Rely on your own transportation as much as possible. If things go south, you want to be able to physically get away from someone as fast as is reasonably possible. You can’t do that if you need a ride from them. If you have your own car, drive to the meeting place and park as close as you can. Have a couple of options if you don’t have your own car or are relying on public transportation. For example, a taxi, Uber, or Lyft. Don’t go anyplace where the person could isolate you from your way out.
Trust your instincts.
When you make friends with somebody, it can be tempting to shrug off comments or behaviors that normally would give you second thoughts. Even though things are going well and outwardly the person seems fine, you may have a nagging feeling that something isn’t quite right. Don’t ignore that feeling. Keep in mind that this person is a stranger, and avoid giving them the benefit of the doubt. If you don’t feel comfortable talking to the person, or something is bothering you, take it as a red flag. Maybe this person isn’t the best friend for you.
If you feel like you’re not safe or you just want to leave, do it – get out of there as quickly as possible, especially if you feel like your wellbeing is in jeopardy. Go to the restroom and call a nearby friend to help you. You also may be able to talk to someone who works at the place where you met. Explain the situation to them and they may be able to help you leave through a back door. As soon as you can, report any threatening or dangerous behavior to the local police as well as to the social media platform or dating app where you first connected. You also have the option of blocking them so that they cannot see your profile or contact you again.
Long distance friends.
What if your online friend lives far away?
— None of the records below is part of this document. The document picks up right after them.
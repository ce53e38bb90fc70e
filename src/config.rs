//! YAML configuration for the expert assistant
//!
//! A missing config file is not an error: every section has defaults, so a
//! fresh checkout answers queries against `./data/general` out of the box.

use std::path::{Path, PathBuf};

use serde::{Deserialize, Serialize};

use crate::core::paths::ExpertPaths;
use crate::enrich::EnrichmentConfig;
use crate::error::{ExpertError, Result};
use crate::routing::{AggregationStrategy, RouterConfig};
use crate::specialist::SpecialistProfile;

pub const DEFAULT_CONFIG_FILE: &str = "expert.yaml";

#[derive(Debug, Clone, Serialize, Deserialize)]
#[serde(default)]
pub struct ExpertConfig {
    pub domain: String,
    pub data_dir: PathBuf,
    pub search: SearchConfig,
    pub feedback: FeedbackConfig,
    pub router: RouterConfig,
    pub aggregation: AggregationStrategy,
    pub enrichment: EnrichmentConfig,
    pub specialists: Vec<SpecialistProfile>,
}

impl Default for ExpertConfig {
    fn default() -> Self {
        Self {
            domain: "general".to_string(),
            data_dir: PathBuf::from("data"),
            search: SearchConfig::default(),
            feedback: FeedbackConfig::default(),
            router: RouterConfig::default(),
            aggregation: AggregationStrategy::default(),
            enrichment: EnrichmentConfig::default(),
            specialists: vec![SpecialistProfile::generalist("general")],
        }
    }
}

/// Hybrid search tuning
#[derive(Debug, Clone, Serialize, Deserialize)]
#[serde(default)]
pub struct SearchConfig {
    /// Enable the embedding backend; keyword-only selection when false
    pub semantic: bool,
    pub semantic_weight: f32,
    pub keyword_weight: f32,
    /// Token budget for the text embedded per pattern (~4 chars per token)
    pub token_budget: usize,
    pub default_limit: usize,
}

impl Default for SearchConfig {
    fn default() -> Self {
        Self {
            semantic: true,
            semantic_weight: 0.6,
            keyword_weight: 0.4,
            token_budget: 256,
            default_limit: 5,
        }
    }
}

#[derive(Debug, Clone, Serialize, Deserialize)]
#[serde(default)]
pub struct FeedbackConfig {
    /// Weight kept by the historical confidence when blending a new rating
    pub decay: f32,
}

impl Default for FeedbackConfig {
    fn default() -> Self {
        Self { decay: 0.7 }
    }
}

impl ExpertConfig {
    /// Load config from YAML, falling back to defaults when the file is absent
    pub fn load(path: &Path) -> Result<Self> {
        if !path.exists() {
            return Ok(Self::default());
        }

        let raw = std::fs::read_to_string(path)?;
        let config: Self = serde_yaml::from_str(&raw)
            .map_err(|e| ExpertError::Config(format!("{}: {}", path.display(), e)))?;
        config.validate()?;
        Ok(config)
    }

    pub fn save(&self, path: &Path) -> Result<()> {
        let yaml = serde_yaml::to_string(self).map_err(|e| ExpertError::Config(e.to_string()))?;
        if let Some(parent) = path.parent().filter(|p| !p.as_os_str().is_empty()) {
            std::fs::create_dir_all(parent)?;
        }
        std::fs::write(path, yaml)?;
        Ok(())
    }

    pub fn validate(&self) -> Result<()> {
        if self.domain.trim().is_empty() {
            return Err(ExpertError::Config("domain must not be empty".to_string()));
        }
        if !(0.0..1.0).contains(&self.feedback.decay) {
            return Err(ExpertError::Config(format!(
                "feedback.decay must be in [0, 1), got {}",
                self.feedback.decay
            )));
        }
        for (name, weight) in [
            ("semantic_weight", self.search.semantic_weight),
            ("keyword_weight", self.search.keyword_weight),
        ] {
            if !(0.0..=1.0).contains(&weight) {
                return Err(ExpertError::Config(format!(
                    "search.{} must be in [0, 1], got {}",
                    name, weight
                )));
            }
        }
        if self.specialists.is_empty() {
            return Err(ExpertError::Config(
                "at least one specialist must be configured".to_string(),
            ));
        }
        Ok(())
    }

    pub fn paths(&self) -> ExpertPaths {
        ExpertPaths::new(&self.data_dir, &self.domain)
    }
}

#[cfg(test)]
mod tests {
    use super::*;
    use crate::routing::RoutingStrategy;

    #[test]
    fn test_missing_file_uses_defaults() {
        let dir = tempfile::tempdir().unwrap();
        let config = ExpertConfig::load(&dir.path().join("nope.yaml")).unwrap();
        assert_eq!(config.domain, "general");
        assert_eq!(config.feedback.decay, 0.7);
        assert_eq!(config.specialists.len(), 1);
    }

    #[test]
    fn test_partial_yaml() {
        let dir = tempfile::tempdir().unwrap();
        let path = dir.path().join("expert.yaml");
        std::fs::write(
            &path,
            r#"
domain: bitwise
search:
  semantic: false
router:
  kind: multi
  threshold: 0.25
  mode: sequential
aggregation: best_pattern
"#,
        )
        .unwrap();

        let config = ExpertConfig::load(&path).unwrap();
        assert_eq!(config.domain, "bitwise");
        assert!(!config.search.semantic);
        assert_eq!(config.search.default_limit, 5);
        assert_eq!(config.router.kind, "multi");
        assert_eq!(config.router.threshold, Some(0.25));
        assert_eq!(config.router.mode, RoutingStrategy::Sequential);
        assert_eq!(config.aggregation, AggregationStrategy::BestPattern);
    }

    #[test]
    fn test_invalid_decay_rejected() {
        let dir = tempfile::tempdir().unwrap();
        let path = dir.path().join("expert.yaml");
        std::fs::write(&path, "feedback:\n  decay: 1.5\n").unwrap();
        assert!(matches!(
            ExpertConfig::load(&path),
            Err(ExpertError::Config(_))
        ));
    }

    #[test]
    fn test_save_and_reload() {
        let dir = tempfile::tempdir().unwrap();
        let path = dir.path().join("conf").join("expert.yaml");
        let mut config = ExpertConfig::default();
        config.domain = "crypto".to_string();
        config.save(&path).unwrap();

        let loaded = ExpertConfig::load(&path).unwrap();
        assert_eq!(loaded.domain, "crypto");
        assert_eq!(loaded.specialists[0].id, "general");
    }
}
//! Search command - direct hybrid search over one domain

use anyhow::Result;
use colored::Colorize;

use pattern_expert::config::ExpertConfig;
use pattern_expert::SearchRequest;

use super::{open_search, pad, score_colored, truncate};

pub async fn run(
    config: &ExpertConfig,
    query: &str,
    limit: Option<usize>,
    category: Option<&str>,
    exact: bool,
    json: bool,
) -> Result<()> {
    let engine = open_search(config)?;
    let limit = limit.unwrap_or(config.search.default_limit);
    let request = SearchRequest::new(query, limit)
        .category(category)
        .exact_only(exact);
    let hits = engine.search_scored(request).await?;

    if json {
        println!("{}", serde_json::to_string_pretty(&hits)?);
        return Ok(());
    }

    if hits.is_empty() {
        println!("{} No results found for: {}", "→".dimmed(), query.cyan());
        return Ok(());
    }

    let mode = if hits.iter().any(|h| h.semantic.is_some()) {
        "semantic"
    } else {
        "keyword"
    };
    println!(
        "{} {} results for: {} ({})",
        "→".dimmed(),
        hits.len(),
        query.cyan(),
        mode
    );
    println!();

    let id_width = hits.iter().map(|h| h.id().len()).max().unwrap_or(0).min(24);
    for (i, hit) in hits.iter().enumerate() {
        let marker = if hit.keyword.exact_match {
            " exact".green().to_string()
        } else {
            String::new()
        };
        println!(
            "{}. [{}] {} {}{}",
            (i + 1).to_string().bold(),
            score_colored(hit.combined.min(1.0)),
            pad(&truncate(hit.id(), 24), id_width).dimmed(),
            hit.pattern.name.cyan(),
            marker
        );

        let summary = if hit.pattern.description.is_empty() {
            &hit.pattern.solution
        } else {
            &hit.pattern.description
        };
        if !summary.is_empty() {
            println!("   {}", truncate(summary, 100).dimmed());
        }
        if let Some(category) = &hit.pattern.category {
            println!("   {} | confidence {:.2}", category, hit.pattern.confidence);
        }
        println!();
    }

    Ok(())
}
use super::embedding::{cosine_similarity, encode_pattern, Embedder, EmbeddingService};
use super::keyword::{score_pattern, KeywordQuery, KeywordScore};
use super::selection::WeightedSelector;
use super::vectordb::VectorDB;
use crate::config::SearchConfig;
use crate::core::pattern::Pattern;
use crate::core::store::PatternStore;
use crate::error::{ExpertError, Result};

/// Patterns embedded per backend call while indexing
const INDEX_BATCH_SIZE: usize = 32;

/// A selected pattern with the evidence that selected it
#[derive(Debug, Clone, Serialize)]
pub struct SearchHit {
    pub pattern: Pattern,
    pub keyword: KeywordScore,
    /// Cosine similarity, present in semantic mode
    pub semantic: Option<f32>,
    /// Score the result list is ordered by
    pub combined: f32,
}

impl SearchHit {
    pub fn id(&self) -> &str {
        self.pattern.id.as_deref().unwrap_or("")
    }
}

/// Search parameters
#[derive(Debug, Clone, Default)]
pub struct SearchRequest<'a> {
    pub query: &'a str,
    pub category: Option<&'a str>,
    pub limit: usize,
    pub exact_only: bool,
}

impl<'a> SearchRequest<'a> {
    pub fn new(query: &'a str, limit: usize) -> Self {
        Self {
            query,
            limit,
            ..Default::default()
        }
    }

    pub fn category(mut self, category: Option<&'a str>) -> Self {
        self.category = category;
        self
    }

    pub fn exact_only(mut self, exact_only: bool) -> Self {
        self.exact_only = exact_only;
        self
    }
}

/// Indexing statistics
#[derive(Debug, Default, Serialize)]
pub struct IndexingStats {
    pub indexed: usize,
    pub skipped: usize,
    pub failed: usize,
    pub duration_ms: u128,
}

pub struct HybridSearchEngine {
    store: Arc<PatternStore>,
    vectors: Option<Arc<VectorDB>>,
    embeddings: Arc<EmbeddingService>,
    selector: WeightedSelector,
    config: SearchConfig,
}

impl HybridSearchEngine {
    pub fn new(
        store: Arc<PatternStore>,
        vectors: Option<Arc<VectorDB>>,
        embeddings: Arc<EmbeddingService>,
        config: SearchConfig,
    ) -> Self {
        Self {
            store,
            vectors,
            embeddings,
            selector: WeightedSelector::from_entropy(),
            config,
        }
    }

    /// Keyword-only engine with no vector store
    pub fn keyword_only(store: Arc<PatternStore>, config: SearchConfig) -> Self {
        Self::new(store, None, Arc::new(EmbeddingService::disabled()), config)
    }

    /// Replace the random source, e.g. with a seeded one in tests
    pub fn with_selector(mut self, selector: WeightedSelector) -> Self {
        self.selector = selector;
        self
    }

    pub fn store(&self) -> &Arc<PatternStore> {
        &self.store
    }

    pub fn config(&self) -> &SearchConfig {
        &self.config
    }

    /// Search and return the selected patterns
    pub async fn search(&self, request: SearchRequest<'_>) -> Result<Vec<Pattern>> {
        Ok(self
            .search_scored(request)
            .await?
            .into_iter()
            .map(|hit| hit.pattern)
            .collect())
    }

    /// Search and keep the score breakdown for every result
    pub async fn search_scored(&self, request: SearchRequest<'_>) -> Result<Vec<SearchHit>> {
        if request.limit == 0 {
            return Ok(Vec::new());
        }

        let query = KeywordQuery::new(request.query);
        let mut seen = HashSet::new();
        let mut hits: Vec<SearchHit> = self
            .store
            .all()
            .into_iter()
            .filter(|p| request.category.map_or(true, |c| p.matches_category(c)))
            .filter(|p| seen.insert(p.id.clone()))
            .map(|pattern| {
                let keyword = score_pattern(&pattern, &query);
                SearchHit {
                    combined: keyword.total,
                    pattern,
                    keyword,
                    semantic: None,
                }
            })
            .collect();

        if request.exact_only {
            hits.retain(|h| h.keyword.exact_match);
        }

        if self.config.semantic_weight > 0.0 {
            if let Some(backend) = self.embeddings.backend().await {
                match self.rank_semantic(backend.as_ref(), request.query, hits.clone()) {
                    Ok(mut ranked) => {
                        ranked.truncate(request.limit);
                        debug!(query = request.query, results = ranked.len(), "semantic search");
                        return Ok(ranked);
                    }
                    Err(e) => warn!(error = %e, "semantic ranking failed, using keyword search"),
                }
            }
        }

        let selected = self.select_keyword(hits, request.limit);
        debug!(query = request.query, results = selected.len(), "keyword search");
        Ok(selected)
    }

    fn rank_semantic(
        &self,
        backend: &dyn Embedder,
        query: &str,
        mut hits: Vec<SearchHit>,
    ) -> Result<Vec<SearchHit>> {
        let query_vec = backend.embed(query)?;
        let mut cached = match &self.vectors {
            Some(db) => db.all()?,
            None => HashMap::new(),
        };

        let max_total = hits.iter().map(|h| h.keyword.total).fold(0.0f32, f32::max);

        for hit in &mut hits {
            let id = hit.id().to_string();
            let pattern_vec = match cached.remove(&id) {
                Some(v) if v.len() == query_vec.len() => v,
                _ => self.embed_pattern(backend, &hit.pattern)?,
            };

            let cosine = cosine_similarity(&query_vec, &pattern_vec)?;
            let keyword = if max_total > 0.0 {
                hit.keyword.total / max_total
            } else {
                0.0
            };
            hit.semantic = Some(cosine);
            hit.combined =
                self.config.semantic_weight * cosine + self.config.keyword_weight * keyword;
        }

        hits.sort_by(|a, b| {
            b.combined
                .partial_cmp(&a.combined)
                .unwrap_or(Ordering::Equal)
                .then_with(|| compare_keyword(a, b))
        });
        Ok(hits)
    }

    fn select_keyword(&self, hits: Vec<SearchHit>, limit: usize) -> Vec<SearchHit> {
        let (mut pinned, rest): (Vec<SearchHit>, Vec<SearchHit>) = hits
            .into_iter()
            .filter(|h| h.keyword.is_eligible())
            .partition(|h| h.keyword.exact_match);

        pinned.sort_by(compare_keyword);
        pinned.truncate(limit);

        let slots = limit - pinned.len();
        let scores: Vec<f32> = rest.iter().map(|h| h.keyword.total).collect();
        let picks = self.selector.select(&scores, slots);

        let mut rest: Vec<Option<SearchHit>> = rest.into_iter().map(Some).collect();
        let mut selected = pinned;
        selected.extend(picks.into_iter().filter_map(|i| rest[i].take()));
        selected.sort_by(compare_keyword);
        selected
    }

    fn embed_pattern(&self, backend: &dyn Embedder, pattern: &Pattern) -> Result<Vec<f32>> {
        let embedding = backend.embed(&encode_pattern(pattern, self.config.token_budget))?;
        if let (Some(db), Some(id)) = (&self.vectors, pattern.id.as_deref()) {
            db.upsert(id, &embedding)?;
        }
        Ok(embedding)
    }

    /// Embed every pattern missing from the vector store
    ///
    /// Embedding and SQLite writes run on the blocking pool.
    pub async fn index_all(&self, rebuild: bool) -> Result<IndexingStats> {
        let start = std::time::Instant::now();
        let db = self
            .vectors
            .clone()
            .ok_or_else(|| ExpertError::Embedding("no vector store configured".to_string()))?;
        let backend = self
            .embeddings
            .backend()
            .await
            .ok_or_else(|| ExpertError::Embedding("embedding backend unavailable".to_string()))?;
        let patterns = self.store.all();
        let budget = self.config.token_budget;

        let mut stats = tokio::task::spawn_blocking(move || {
            index_patterns(&db, backend.as_ref(), patterns, budget, rebuild)
        })
        .await
        .map_err(|e| ExpertError::Embedding(format!("indexing task failed: {e}")))??;

        stats.duration_ms = start.elapsed().as_millis();
        Ok(stats)
    }

    /// Add or replace a pattern; a replaced pattern loses its embedding
    pub fn add_pattern(&self, pattern: Pattern) -> Result<String> {
        let id = self.store.add(pattern)?;
        self.invalidate(&id)?;
        Ok(id)
    }

    /// Update a pattern and drop its now stale embedding
    pub fn update_pattern(&self, id: &str, fields: &Map<String, Value>) -> Result<()> {
        self.store.update(id, fields)?;
        self.invalidate(id)
    }

    /// Delete a pattern together with its embedding
    pub fn remove_pattern(&self, id: &str) -> Result<Pattern> {
        let removed = self.store.delete(id)?;
        self.invalidate(id)?;
        Ok(removed)
    }

    fn invalidate(&self, id: &str) -> Result<()> {
        if let Some(db) = &self.vectors {
            db.delete(id)?;
        }
        Ok(())
    }
}
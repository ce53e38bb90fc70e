use std::sync::Arc;

use async_trait::async_trait;
use futures::future::join_all;
use serde_json::{json, Value};
use tracing::{debug, warn};

use super::{EnrichmentContext, Enricher};
use crate::envelope::ResponseEnvelope;
use crate::error::Result;

/// Applies enrichers one after another; the first error aborts the chain
pub struct ChainedEnricher {
    enrichers: Vec<Arc<dyn Enricher>>,
}

impl ChainedEnricher {
    pub fn new(enrichers: Vec<Arc<dyn Enricher>>) -> Self {
        Self { enrichers }
    }
}

#[async_trait]
impl Enricher for ChainedEnricher {
    fn name(&self) -> &str {
        "chained"
    }

    async fn enrich(
        &self,
        mut envelope: ResponseEnvelope,
        ctx: &EnrichmentContext,
    ) -> Result<ResponseEnvelope> {
        for enricher in &self.enrichers {
            if !enricher.supports(ctx.format) {
                debug!(enricher = enricher.name(), format = %ctx.format, "skipping enricher");
                continue;
            }
            envelope = enricher.enrich(envelope, ctx).await?;
        }
        Ok(envelope)
    }

    fn can_run_parallel(&self) -> bool {
        false
    }
}

/// Runs enrichers concurrently on copies of the envelope and merges the
/// changes back
///
/// Every top-level field a branch changed, and every metadata key it
/// inserted, changed or removed, is applied to the original in registration
/// order, so the last enricher to touch a field or key wins.
/// Failures are recorded under `metadata.enrichment_errors` and do not
/// affect the other branches.
pub struct ParallelEnricher {
    enrichers: Vec<Arc<dyn Enricher>>,
}

impl ParallelEnricher {
    pub fn new(enrichers: Vec<Arc<dyn Enricher>>) -> Self {
        Self { enrichers }
    }
}

#[async_trait]
impl Enricher for ParallelEnricher {
    fn name(&self) -> &str {
        "parallel"
    }

    async fn enrich(
        &self,
        envelope: ResponseEnvelope,
        ctx: &EnrichmentContext,
    ) -> Result<ResponseEnvelope> {
        let eligible: Vec<&Arc<dyn Enricher>> = self
            .enrichers
            .iter()
            .filter(|e| e.supports(ctx.format))
            .collect();

        let results = join_all(eligible.iter().map(|enricher| {
            let copy = envelope.clone();
            async move { (enricher.name().to_string(), enricher.enrich(copy, ctx).await) }
        }))
        .await;

        let mut merged = envelope.clone();
        let mut errors = Vec::new();
        for (name, result) in results {
            match result {
                Ok(enriched) => merge_changes(&envelope, enriched, &mut merged),
                Err(e) => {
                    warn!(enricher = %name, error = %e, "enricher failed");
                    errors.push(json!({ "enricher": name, "error": e.to_string() }));
                }
            }
        }

        if !errors.is_empty() {
            merged.set_meta("enrichment_errors", Value::Array(errors));
        }
        Ok(merged)
    }
}

/// Apply whatever `enriched` changed relative to `original` onto `target`
fn merge_changes(original: &ResponseEnvelope, enriched: ResponseEnvelope, target: &mut ResponseEnvelope) {
    if enriched.query != original.query {
        target.query = enriched.query;
    }
    if enriched.specialist_id != original.specialist_id {
        target.specialist_id = enriched.specialist_id;
    }
    if enriched.strategy != original.strategy {
        target.strategy = enriched.strategy;
    }
    if enriched.answer != original.answer {
        target.answer = enriched.answer;
    }
    if enriched.confidence != original.confidence {
        target.confidence = enriched.confidence;
    }
    if enriched.patterns != original.patterns {
        target.patterns = enriched.patterns;
    }
    if enriched.responses != original.responses {
        target.responses = enriched.responses;
    }
    for key in original.metadata.keys() {
        if !enriched.metadata.contains_key(key) {
            target.metadata.remove(key);
        }
    }
    for (key, value) in enriched.metadata {
        if original.metadata.get(&key) != Some(&value) {
            target.metadata.insert(key, value);
        }
    }
}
All of the above advice still applies, including the part about having a friend or relative accompany you. But it will cost more to visit each other, so you definitely want to be sure you’re serious about wanting to pursue a long distance relationship. If you must travel out of state in order to meet the person, your first meeting will probably be at the airport, which is as safe a place as any to meet and see if the two of you are compatible. Just beware of any bad vibes before leaving the airport with the person – remember what happened in Taken.
In general, the whole idea of meeting an online friend for the first time is scarier for females than males, simply because males are usually physically stronger and thus more of a potential threat. But either way, even though the flight required a substantial commitment of time and money, if you get all the way there and then decide that you don’t like the person, don’t feel obligated to stick around. Have an alternative plan in case things don’t work out, like taking a mini vacation on your own as long as you’re there.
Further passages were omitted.